Last Call Review of draft-ietf-abfab-arch-10
review-ietf-abfab-arch-10-secdir-lc-yu-2014-01-23-00
Request | Review of | draft-ietf-abfab-arch |
---|---|---|
Requested revision | No specific revision (document currently at 13) | |
Type | Last Call Review | |
Team | Security Area Directorate (secdir) | |
Deadline | 2014-01-17 | |
Requested | 2014-01-09 | |
Authors | Josh Howlett , Sam Hartman , Hannes Tschofenig , Jim Schaad | |
I-D last updated | 2014-01-23 | |
Completed reviews |
Genart Last Call review of -10
by Vijay K. Gurbani
(diff)
Genart Telechat review of -12 by Vijay K. Gurbani (diff) Secdir Last Call review of -10 by Taylor Yu (diff) Secdir Telechat review of -12 by Taylor Yu (diff) |
|
Assignment | Reviewer | Taylor Yu |
State | Completed | |
Request | Last Call review on draft-ietf-abfab-arch by Security Area Directorate Assigned | |
Reviewed revision | 10 (document currently at 13) | |
Result | Has issues | |
Completed | 2014-01-23 |
review-ietf-abfab-arch-10-secdir-lc-yu-2014-01-23-00
I have reviewed this document as part of the security directorate's ongoing effort to review all IETF documents being processed by the IESG. These comments were written primarily for the benefit of the security area directors.

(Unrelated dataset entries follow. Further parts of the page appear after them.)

//! Order and signal types for trading execution.

use rust_decimal::Decimal;
use serde::{Deserialize, Serialize};

use crate::{Error, Result};

/// Side of the order (buy or sell).
#[derive(Debug, Clone, Copy, PartialEq, Eq, Serialize, Deserialize)]
#[serde(rename_all = "UPPERCASE")]
pub enum OrderSide {
    Buy,
    Sell,
}

/// Type of order.
#[derive(Debug, Clone, Copy, PartialEq, Eq, Serialize, Deserialize)]
#[serde(rename_all = "UPPERCASE")]
pub enum OrderType {
    /// Fills at the bar's execution price.
    Market,
    /// Fills only at the limit price or better.
    Limit,
    /// Becomes a market order once the stop price trades.
    Stop,
}

/// A structured order emitted by a strategy.
#[derive(Debug, Clone, PartialEq, Serialize, Deserialize)]
pub struct Order {
    pub ticker: String,
    pub side: OrderSide,
    pub quantity: Decimal,
    pub order_type: OrderType,
    /// Limit or stop price. Ignored for market orders.
    pub price: Option<Decimal>,
}

impl Order {
    pub fn market(ticker: impl Into<String>, side: OrderSide, quantity: Decimal) -> Self {
        Self {
            ticker: ticker.into(),
            side,
            quantity,
            order_type: OrderType::Market,
            price: None,
        }
    }

    pub fn limit(
        ticker: impl Into<String>,
        side: OrderSide,
        quantity: Decimal,
        limit_price: Decimal,
    ) -> Self {
        Self {
            ticker: ticker.into(),
            side,
            quantity,
            order_type: OrderType::Limit,
            price: Some(limit_price),
        }
    }

    pub fn stop(
        ticker: impl Into<String>,
        side: OrderSide,
        quantity: Decimal,
        stop_price: Decimal,
    ) -> Self {
        Self {
            ticker: ticker.into(),
            side,
            quantity,
            order_type: OrderType::Stop,
            price: Some(stop_price),
        }
    }

    pub fn validate(&self) -> Result<()> {
        if self.ticker.trim().is_empty() {
            return Err(Error::invalid_order("ticker is empty"));
        }
        if self.quantity <= Decimal::ZERO {
            return Err(Error::invalid_order(format!(
                "quantity must be positive, got {}",
                self.quantity
            )));
        }
        if self.order_type == OrderType::Market {
            return Ok(());
        }
        match self.price {
            Some(price) if price > Decimal::ZERO => Ok(()),
            Some(price) => Err(Error::invalid_order(format!(
                "{:?} price must be positive, got {}",
                self.order_type, price
            ))),
            None => Err(Error::invalid_order(format!(
                "{:?} order requires a price",
                self.order_type
            ))),
        }
    }
}

/// Legacy integer signal resolved into a direction.
#[derive(Debug, Clone, Copy, PartialEq, Eq, Serialize, Deserialize)]
pub enum Direction {
    Short,
    Flat,
    Long,
}

impl Direction {
    pub fn as_i8(self) -> i8 {
        match self {
            Direction::Short => -1,
            Direction::Flat => 0,
            Direction::Long => 1,
        }
    }
}

impl TryFrom<i8> for Direction {
    type Error = Error;

    fn try_from(value: i8) -> Result<Self> {
        match value {
            -1 => Ok(Direction::Short),
            0 => Ok(Direction::Flat),
            1 => Ok(Direction::Long),
            other => Err(Error::InvalidSignal(other)),
        }
    }
}

/// What a strategy wants done on a bar.
///
/// Strategies either emit a bare direction or a fully specified order; both
/// are normalized into this type at the boundary so the executor only ever
/// sees one shape.
#[derive(Debug, Clone, PartialEq, Serialize, Deserialize)]
#[serde(tag = "kind", content = "value", rename_all = "snake_case")]
pub enum Signal {
    Directional(Direction),
    Order(Order),
}

impl Signal {
    pub fn from_legacy(value: i8) -> Result<Self> {
        Direction::try_from(value).map(Signal::Directional)
    }

    pub fn long() -> Self {
        Signal::Directional(Direction::Long)
    }

    pub fn short() -> Self {
        Signal::Directional(Direction::Short)
    }

    pub fn flat() -> Self {
        Signal::Directional(Direction::Flat)
    }

    pub fn is_actionable(&self) -> bool {
        !matches!(self, Signal::Directional(Direction::Flat))
    }
}

impl From<Order> for Signal {
    fn from(order: Order) -> Self {
        Signal::Order(order)
    }
}

#[cfg(test)]
mod tests {
    use super::*;

    #[test]
    fn test_order_validation() {
        let ok = Order::limit("AAPL", OrderSide::Buy, Decimal::new(10, 0), Decimal::new(99, 0));
        assert!(ok.validate().is_ok());

        let zero_qty = Order::market("AAPL", OrderSide::Buy, Decimal::ZERO);
        assert!(matches!(zero_qty.validate(), Err(Error::InvalidOrder { .. })));

        let mut missing_price = Order::stop("AAPL", OrderSide::Sell, Decimal::ONE, Decimal::ONE);
        missing_price.price = None;
        assert!(missing_price.validate().is_err());

        let negative = Order::limit("AAPL", OrderSide::Buy, Decimal::ONE, Decimal::new(-5, 0));
        assert!(negative.validate().is_err());
    }

    #[test]
    fn test_legacy_signal_conversion() {
        assert_eq!(Signal::from_legacy(1).unwrap(), Signal::long());
        assert_eq!(Signal::from_legacy(-1).unwrap(), Signal::short());
        assert!(!Signal::from_legacy(0).unwrap().is_actionable());
        assert!(matches!(Signal::from_legacy(2), Err(Error::InvalidSignal(2))));
    }

    #[test]
    fn test_order_serializes_uppercase() {
        let order = Order::market("MSFT", OrderSide::Sell, Decimal::new(5, 0));
        let json = serde_json::to_value(&order).unwrap();
        assert_eq!(json["side"], "SELL");
        assert_eq!(json["order_type"], "MARKET");
    }
}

Document editors and WG chairs should treat these comments just like any other last call comments. Summary: ready with issues The Security Considerations (section 5) appears incomplete. The next-to-last paragraph of the Security Considerations text is: Partial list of issues to be addressed in this section: Privacy, SAML, Trust Anchors, EAP Algorithm Selection, Diameter/RADIUS/AAA Issues, Naming of Entities, Protection of passwords, Channel Binding, End-point-connections (TLS), Proxy problems The bulk of the Security Considerations adequately describes the security properties of the different communication channels. Section 4 is Privacy Considerations, so maybe just make a cross-reference to it in Security Considerations? If the other listed "to be addressed" security considerations are already described elsewhere in the document, possibly summarize them in section 5 and provide cross-references? The final paragraph of section 5 describes privacy considerations related to reverse engineering of pseudonyms, but this text seems to be logically disconnected from the rest of the section. Maybe it belongs in section 4?